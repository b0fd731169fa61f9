use sea_orm::DatabaseConnection;
use tokio::sync::mpsc::{self, UnboundedReceiver, UnboundedSender};
use tokio::task::JoinHandle;

use crate::server::model::job::Job;
use crate::server::service::email::{Mailer, ReplyAddressCodec};
use crate::server::service::notification::NotificationService;

/// Handle for enqueueing background jobs. Enqueueing is best effort;
/// requests never fail because the worker is gone.
#[derive(Clone)]
pub struct JobQueue {
    tx: UnboundedSender<Job>,
}

impl JobQueue {
    pub fn new() -> (Self, UnboundedReceiver<Job>) {
        let (tx, rx) = mpsc::unbounded_channel();
        (Self { tx }, rx)
    }

    pub fn enqueue(&self, job: Job) {
        if self.tx.send(job).is_err() {
            tracing::warn!("job queue unavailable, dropping job");
        }
    }
}

/// Drains the job channel for the life of the process. Job failures are
/// logged and the worker moves on.
pub fn start_worker(
    mut jobs: UnboundedReceiver<Job>,
    db: DatabaseConnection,
    mailer: Mailer,
    reply_codec: ReplyAddressCodec,
) -> JoinHandle<()> {
    tokio::spawn(async move {
        while let Some(job) = jobs.recv().await {
            let result = match job {
                Job::CommentNotificationEmail {
                    recipient_id,
                    comment_id,
                    version,
                } => {
                    NotificationService::new(&db, &mailer, &reply_codec)
                        .send_comment_notification(recipient_id, comment_id, version)
                        .await
                }
            };
            if let Err(err) = result {
                tracing::warn!("background job failed: {}", err);
            }
        }
    })
}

* **YOUR INSTRUCTIONS**:
Every entry above should be duplicated exactly.

* **TASK ANSWER**:
repository b0fd731169fa61f9
use sea_orm::DatabaseConnection;
use tokio::sync::mpsc::{self, UnboundedReceiver, UnboundedSender};
use tokio::task::JoinHandle;

use crate::server::model::job::Job;
use crate::server::service::email::{Mailer, ReplyAddressCodec};
use crate::server::service::notification::NotificationService;

/// Handle for enqueueing background jobs. Enqueueing is best effort;
/// requests never fail because the worker is gone.
#[derive(Clone)]
pub struct JobQueue {
    tx: UnboundedSender<Job>,
}

impl JobQueue {
    pub fn new() -> (Self, UnboundedReceiver<Job>) {
        let (tx, rx) = mpsc::unbounded_channel();
        (Self { tx }, rx)
    }

    pub fn enqueue(&self, job: Job) {
        if self.tx.send(job).is_err() {
            tracing::warn!("job queue unavailable, dropping job");
        }
    }
}

/// Drains the job channel for the life of the process. Job failures are
/// logged and the worker moves on.
pub fn start_worker(
    mut jobs: UnboundedReceiver<Job>,
    db: DatabaseConnection,
    mailer: Mailer,
    reply_codec: ReplyAddressCodec,
) -> JoinHandle<()> {
    tokio::spawn(async move {
        while let Some(job) = jobs.recv().await {
            let result = match job {
                Job::CommentNotificationEmail {
                    recipient_id,
                    comment_id,
                    version,
                } => {
                    NotificationService::new(&db, &mailer, &reply_codec)
                        .send_comment_notification(recipient_id, comment_id, version)
                        .await
                }
            };
            if let Err(err) = result {
                tracing::warn!("background job failed: {}", err);
            }
        }
    })
}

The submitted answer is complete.